Content starts

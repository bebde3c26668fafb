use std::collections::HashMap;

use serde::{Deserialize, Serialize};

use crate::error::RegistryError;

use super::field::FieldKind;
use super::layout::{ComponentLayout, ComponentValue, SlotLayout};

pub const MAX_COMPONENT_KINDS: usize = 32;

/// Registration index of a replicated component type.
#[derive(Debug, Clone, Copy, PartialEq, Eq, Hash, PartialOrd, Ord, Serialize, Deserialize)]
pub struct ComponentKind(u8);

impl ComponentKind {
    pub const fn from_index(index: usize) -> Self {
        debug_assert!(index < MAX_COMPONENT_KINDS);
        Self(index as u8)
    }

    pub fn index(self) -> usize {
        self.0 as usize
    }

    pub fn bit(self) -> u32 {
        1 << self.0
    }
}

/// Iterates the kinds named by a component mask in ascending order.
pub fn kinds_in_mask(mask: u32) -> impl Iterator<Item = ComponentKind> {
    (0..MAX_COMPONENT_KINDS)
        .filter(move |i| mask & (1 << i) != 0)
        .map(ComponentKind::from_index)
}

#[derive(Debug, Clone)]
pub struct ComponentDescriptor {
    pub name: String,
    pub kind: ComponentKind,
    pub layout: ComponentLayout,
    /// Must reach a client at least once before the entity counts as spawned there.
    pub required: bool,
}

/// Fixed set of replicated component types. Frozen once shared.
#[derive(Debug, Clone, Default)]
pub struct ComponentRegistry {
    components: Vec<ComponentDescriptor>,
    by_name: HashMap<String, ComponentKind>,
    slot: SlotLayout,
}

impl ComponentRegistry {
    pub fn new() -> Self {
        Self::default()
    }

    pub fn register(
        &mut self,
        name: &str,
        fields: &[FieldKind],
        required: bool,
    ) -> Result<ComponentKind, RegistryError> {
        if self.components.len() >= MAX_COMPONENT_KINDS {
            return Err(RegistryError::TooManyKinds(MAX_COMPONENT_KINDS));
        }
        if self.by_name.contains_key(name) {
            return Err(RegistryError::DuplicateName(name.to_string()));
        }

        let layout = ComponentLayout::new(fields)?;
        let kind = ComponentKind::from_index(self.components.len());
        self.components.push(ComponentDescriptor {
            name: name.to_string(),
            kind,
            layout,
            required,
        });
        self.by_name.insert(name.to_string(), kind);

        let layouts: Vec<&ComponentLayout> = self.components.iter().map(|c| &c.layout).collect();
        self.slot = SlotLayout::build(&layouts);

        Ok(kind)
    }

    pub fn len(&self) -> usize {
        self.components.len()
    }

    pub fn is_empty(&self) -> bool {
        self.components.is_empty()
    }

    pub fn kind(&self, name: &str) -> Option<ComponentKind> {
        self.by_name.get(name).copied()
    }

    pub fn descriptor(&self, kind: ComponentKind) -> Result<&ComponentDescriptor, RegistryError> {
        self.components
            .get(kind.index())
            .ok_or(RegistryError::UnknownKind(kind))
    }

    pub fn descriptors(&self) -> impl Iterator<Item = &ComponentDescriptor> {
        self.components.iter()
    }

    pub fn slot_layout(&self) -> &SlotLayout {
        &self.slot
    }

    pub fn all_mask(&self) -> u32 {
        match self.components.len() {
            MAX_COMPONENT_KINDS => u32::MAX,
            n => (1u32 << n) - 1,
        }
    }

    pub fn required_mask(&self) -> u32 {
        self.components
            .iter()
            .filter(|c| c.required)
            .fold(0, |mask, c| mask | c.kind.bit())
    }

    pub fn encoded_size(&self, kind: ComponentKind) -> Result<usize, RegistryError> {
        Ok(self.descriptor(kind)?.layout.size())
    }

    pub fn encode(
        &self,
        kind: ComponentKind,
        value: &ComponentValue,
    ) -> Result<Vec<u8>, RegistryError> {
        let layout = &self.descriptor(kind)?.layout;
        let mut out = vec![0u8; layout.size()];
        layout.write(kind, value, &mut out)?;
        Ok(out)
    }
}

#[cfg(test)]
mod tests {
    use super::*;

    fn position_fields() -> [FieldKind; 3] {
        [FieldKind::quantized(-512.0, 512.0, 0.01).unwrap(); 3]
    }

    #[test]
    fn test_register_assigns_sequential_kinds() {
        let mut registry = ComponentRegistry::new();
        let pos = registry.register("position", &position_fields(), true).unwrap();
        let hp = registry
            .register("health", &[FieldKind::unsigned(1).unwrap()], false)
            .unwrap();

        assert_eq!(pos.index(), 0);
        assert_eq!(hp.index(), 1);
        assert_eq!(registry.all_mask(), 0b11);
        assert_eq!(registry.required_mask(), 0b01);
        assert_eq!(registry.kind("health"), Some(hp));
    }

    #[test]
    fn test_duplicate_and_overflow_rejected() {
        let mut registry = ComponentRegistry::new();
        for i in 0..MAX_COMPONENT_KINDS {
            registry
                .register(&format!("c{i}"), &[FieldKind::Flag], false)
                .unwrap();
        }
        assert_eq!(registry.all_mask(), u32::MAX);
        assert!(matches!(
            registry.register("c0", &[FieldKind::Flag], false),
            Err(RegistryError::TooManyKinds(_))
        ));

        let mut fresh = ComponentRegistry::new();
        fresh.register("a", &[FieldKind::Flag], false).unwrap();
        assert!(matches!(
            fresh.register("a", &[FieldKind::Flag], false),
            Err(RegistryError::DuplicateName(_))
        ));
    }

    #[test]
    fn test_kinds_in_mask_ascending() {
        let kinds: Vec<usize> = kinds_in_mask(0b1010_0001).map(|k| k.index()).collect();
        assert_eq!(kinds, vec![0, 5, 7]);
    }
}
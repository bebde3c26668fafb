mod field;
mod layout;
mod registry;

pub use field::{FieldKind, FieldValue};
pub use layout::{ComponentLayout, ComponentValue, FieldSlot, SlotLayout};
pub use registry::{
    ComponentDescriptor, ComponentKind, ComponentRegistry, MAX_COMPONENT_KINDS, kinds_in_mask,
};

Content ends
Content starts

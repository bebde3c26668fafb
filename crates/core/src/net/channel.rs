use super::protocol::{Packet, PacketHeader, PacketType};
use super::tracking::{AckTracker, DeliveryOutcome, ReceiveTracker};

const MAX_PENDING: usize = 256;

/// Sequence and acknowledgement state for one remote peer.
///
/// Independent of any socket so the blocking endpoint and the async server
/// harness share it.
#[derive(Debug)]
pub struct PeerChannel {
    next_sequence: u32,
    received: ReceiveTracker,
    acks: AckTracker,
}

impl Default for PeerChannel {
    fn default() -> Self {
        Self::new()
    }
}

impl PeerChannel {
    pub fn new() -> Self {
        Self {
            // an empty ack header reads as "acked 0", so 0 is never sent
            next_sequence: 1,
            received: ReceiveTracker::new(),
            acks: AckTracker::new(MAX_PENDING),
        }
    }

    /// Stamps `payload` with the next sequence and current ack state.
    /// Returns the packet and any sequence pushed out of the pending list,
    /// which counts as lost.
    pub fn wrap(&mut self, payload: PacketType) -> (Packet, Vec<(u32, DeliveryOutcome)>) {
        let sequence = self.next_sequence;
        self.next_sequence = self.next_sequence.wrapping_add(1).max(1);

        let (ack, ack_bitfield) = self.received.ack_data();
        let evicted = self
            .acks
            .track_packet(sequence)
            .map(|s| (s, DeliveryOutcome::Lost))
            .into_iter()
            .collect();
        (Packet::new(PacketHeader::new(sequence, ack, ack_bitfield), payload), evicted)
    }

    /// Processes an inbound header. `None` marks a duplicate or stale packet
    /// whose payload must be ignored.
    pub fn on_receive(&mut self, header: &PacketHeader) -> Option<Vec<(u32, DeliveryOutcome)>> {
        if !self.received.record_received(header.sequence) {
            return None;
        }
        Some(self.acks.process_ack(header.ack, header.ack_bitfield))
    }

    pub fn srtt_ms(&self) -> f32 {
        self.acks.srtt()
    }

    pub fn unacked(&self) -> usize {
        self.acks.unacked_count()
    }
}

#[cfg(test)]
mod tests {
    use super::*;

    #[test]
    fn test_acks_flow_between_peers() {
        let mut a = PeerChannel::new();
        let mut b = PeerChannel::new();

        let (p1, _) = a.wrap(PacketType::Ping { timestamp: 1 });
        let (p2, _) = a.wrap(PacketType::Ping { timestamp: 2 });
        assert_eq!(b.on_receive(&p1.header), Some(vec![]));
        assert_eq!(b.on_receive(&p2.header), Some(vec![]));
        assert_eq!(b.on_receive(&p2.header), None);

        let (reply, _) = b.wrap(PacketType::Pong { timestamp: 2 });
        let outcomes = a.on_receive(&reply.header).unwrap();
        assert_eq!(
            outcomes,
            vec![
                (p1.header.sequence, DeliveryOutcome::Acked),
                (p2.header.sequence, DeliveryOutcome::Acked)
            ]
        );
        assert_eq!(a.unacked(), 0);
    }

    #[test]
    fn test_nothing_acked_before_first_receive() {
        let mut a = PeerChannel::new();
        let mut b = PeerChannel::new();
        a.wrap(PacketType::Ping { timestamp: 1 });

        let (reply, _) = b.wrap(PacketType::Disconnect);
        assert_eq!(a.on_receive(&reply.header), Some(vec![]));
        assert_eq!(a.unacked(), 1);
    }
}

Content ends

Task to complete
Each line of the data that includes "None" should be copied.

Exercise answer
    /// Processes an inbound header. `None` marks a duplicate or stale packet
            return None;
        assert_eq!(b.on_receive(&p2.header), None);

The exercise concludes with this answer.